Work instruction:
Go through the data line by line. Copy each one holding the string "pixels".

*** Supplied material Section Begins ***

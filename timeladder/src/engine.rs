// Copyright 2025 the Timeladder Authors
// SPDX-License-Identifier: Apache-2.0 OR MIT

use alloc::vec::Vec;
use core::ops::Range;

use chrono::NaiveDateTime;
use hashbrown::HashMap;
use kurbo::{Point, Size};
use timeladder_declutter::{DeclutterInput, declutter};
use timeladder_focus::{FocusReference, FocusRequest, FocusSnapshot, LiveAnchor};
use timeladder_position::{ViewMode, marker_value, ordinal_value};
use timeladder_render::{
    AnimationDriver, AnimationInputs, CountingScheduler, FrameInput, FrameScheduler, HitTarget,
    HoverState, RenderMarker, Scene, VoteDot, VoteDotTable, VoteTally, draw_frame,
};
use timeladder_timing::{Debounce, Millis};
use timeladder_transition::{Phase, TransitionEffect, ViewTransition};
use timeladder_view::{DragOutcome, PanDrag, ViewportTracker};

use crate::config::TimelineConfig;
use crate::error::IntentError;
use crate::event::{Event, EventId};
use crate::votes::{VoteBatchTicket, VoteBatcher, VoteFetchError};

/// Where one event lands on the axis in the current state.
#[derive(Clone, Copy, Debug, PartialEq)]
pub struct MarkerPosition {
    /// Event id.
    pub id: EventId,
    /// Index in the event list.
    pub index: usize,
    /// Continuous marker value.
    pub marker_value: f64,
    /// Device-space X of the marker value.
    pub screen_x: f64,
    /// Inside the (possibly focus-widened) visibility window.
    pub visible: bool,
}

/// Discrete requests from the surrounding UI.
#[derive(Clone, Debug, PartialEq)]
pub enum Intent {
    /// Freeze the axis on Point B.
    ActivateFocus(FocusRequest<EventId>),
    /// Return to Point A, keeping the view where it is.
    ClearFocus,
    /// Start a transition to another view mode.
    ChangeViewMode(ViewMode),
    /// Select an event, or clear the selection.
    SelectEvent(Option<EventId>),
    /// Pan by a pixel delta (positive reveals earlier markers).
    PanBy(f64),
    /// Center on the focus, else the selection, else the present.
    Recenter,
    /// Clear the focus and center on the present.
    ReturnToPresent,
    /// The host's filter changed; this is the new event list.
    FilterChanged(Vec<Event>),
}

/// Native pointer details passed through to activation handlers.
#[derive(Clone, Copy, Debug, PartialEq)]
pub struct PointerInfo {
    /// Position in device pixels.
    pub position: Point,
    /// Host time of the pointer event.
    pub time: Millis,
}

/// Payload for a click on a marker.
#[derive(Clone, Copy, Debug, PartialEq)]
pub struct Activation {
    /// Clicked event.
    pub event: EventId,
    /// Its index in the event list.
    pub index: usize,
    /// The pointer event.
    pub pointer: PointerInfo,
    /// Continuous marker value of the event before the click.
    pub marker_value: f64,
    /// Pointer offset from the horizontal center, in pixels.
    pub pixel_offset: f64,
}

/// Result of a completed click.
#[derive(Clone, Copy, Debug, PartialEq)]
pub enum Interaction {
    /// A marker was clicked; it is now selected and, in temporal modes, the focus.
    Activated(Activation),
    /// Empty axis was clicked; focus and selection were cleared.
    Background {
        /// Marker value under the pointer.
        marker_value: f64,
    },
}

/// What a pointer move did.
#[derive(Clone, Copy, Debug, PartialEq, Eq)]
pub enum PointerMove {
    /// Ignored: transition running or surface unmeasured.
    Ignored,
    /// A drag panned the axis (or is still inside the click slop).
    Dragging,
    /// Hover moved to this event, or off all events.
    Hover(Option<EventId>),
}

/// Result of [`Timeline::tick`].
#[derive(Clone, Debug, Default, PartialEq)]
pub struct TickOutcome {
    /// The axis became settled during this tick.
    pub settled: bool,
    /// Point A moved.
    pub now_refreshed: bool,
    /// A view transition finished during this tick.
    pub transition_finished: bool,
    /// Vote tallies the host should fetch and hand to [`Timeline::complete_votes`].
    pub vote_request: Option<VoteBatchTicket>,
}

/// Plain observable state.
#[derive(Clone, Debug, PartialEq)]
pub struct TimelineSnapshot {
    /// Active view mode.
    pub view_mode: ViewMode,
    /// Target mode while a transition runs.
    pub pending_view_mode: Option<ViewMode>,
    /// Transition phase.
    pub phase: Phase,
    /// Pan offset in marker units.
    pub pan: f64,
    /// Selected event.
    pub selection: Option<EventId>,
    /// Point B, if active.
    pub focus: Option<FocusSnapshot<EventId>>,
    /// Point A.
    pub now: NaiveDateTime,
    /// Instant marker values are currently measured from.
    pub reference: NaiveDateTime,
    /// No pan activity within the settle delay.
    pub settled: bool,
    /// A vote batch is outstanding.
    pub votes_pending: bool,
    /// The frame callback is running.
    pub animating: bool,
    /// Number of events inside the visibility window.
    pub visible_count: usize,
}

#[derive(Clone, Copy, Debug)]
struct Selection {
    id: EventId,
    since: Millis,
}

*** Supplied material Section Ends ***

Worked solution:
    /// Position in device pixels.
    /// Pointer offset from the horizontal center, in pixels.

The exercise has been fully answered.